Stored data
-- Opening Marker --

//! Error types for packet encoding and decoding.

use thiserror::Error;

/// Errors raised while decoding a packet from its wire bytes.
#[derive(Debug, Error)]
pub enum DecodeError {
    /// Fewer bytes were supplied than the header or body needs
    #[error("Truncated packet: need {needed} bytes, have {available}")]
    Truncated {
        /// Bytes required
        needed: usize,
        /// Bytes supplied
        available: usize,
    },

    /// Header carries a type code with no registered packet
    #[error("Unknown packet type: {code}")]
    UnknownType {
        /// Raw type code from the header
        code: u16,
    },

    /// Declared size differs from the fixed size registered for the type
    #[error("Size mismatch for {kind}: expected {expected} bytes, got {actual}")]
    SizeMismatch {
        /// Packet type name
        kind: &'static str,
        /// Registered wire size
        expected: usize,
        /// Declared or supplied size
        actual: usize,
    },

    /// Result code field holds a value outside the known enumeration
    #[error("Unknown result code: {0}")]
    UnknownResult(u16),

    /// Body bytes could not be parsed
    #[error("Malformed packet body: {0}")]
    Malformed(#[from] binrw::Error),
}

/// Errors raised while building a packet.
#[derive(Debug, Error)]
pub enum EncodeError {
    /// Text does not fit into its fixed-width field
    #[error("Field too long: {len} bytes exceeds maximum of {max}")]
    FieldTooLong {
        /// Length of the rejected text in bytes
        len: usize,
        /// Maximum text length for the field
        max: usize,
    },

    /// Serializer failure
    #[error("Failed to write packet: {0}")]
    Write(#[from] binrw::Error),
}

#[cfg(test)]
mod tests {
    use super::*;

    #[test]
    fn test_decode_error_messages() {
        let err = DecodeError::SizeMismatch {
            kind: "LoginRequest",
            expected: 103,
            actual: 99,
        };
        assert_eq!(
            err.to_string(),
            "Size mismatch for LoginRequest: expected 103 bytes, got 99"
        );

        let err = DecodeError::UnknownType { code: 4242 };
        assert_eq!(err.to_string(), "Unknown packet type: 4242");
    }

    #[test]
    fn test_encode_error_messages() {
        let err = EncodeError::FieldTooLong { len: 40, max: 32 };
        assert_eq!(
            err.to_string(),
            "Field too long: 40 bytes exceeds maximum of 32"
        );
    }
}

-- Closing Marker --

[Problem requirements]
Only the count belongs in your answer, so please work out how many lines of the data contain "DecodeError".

[Answer to this exercise]
3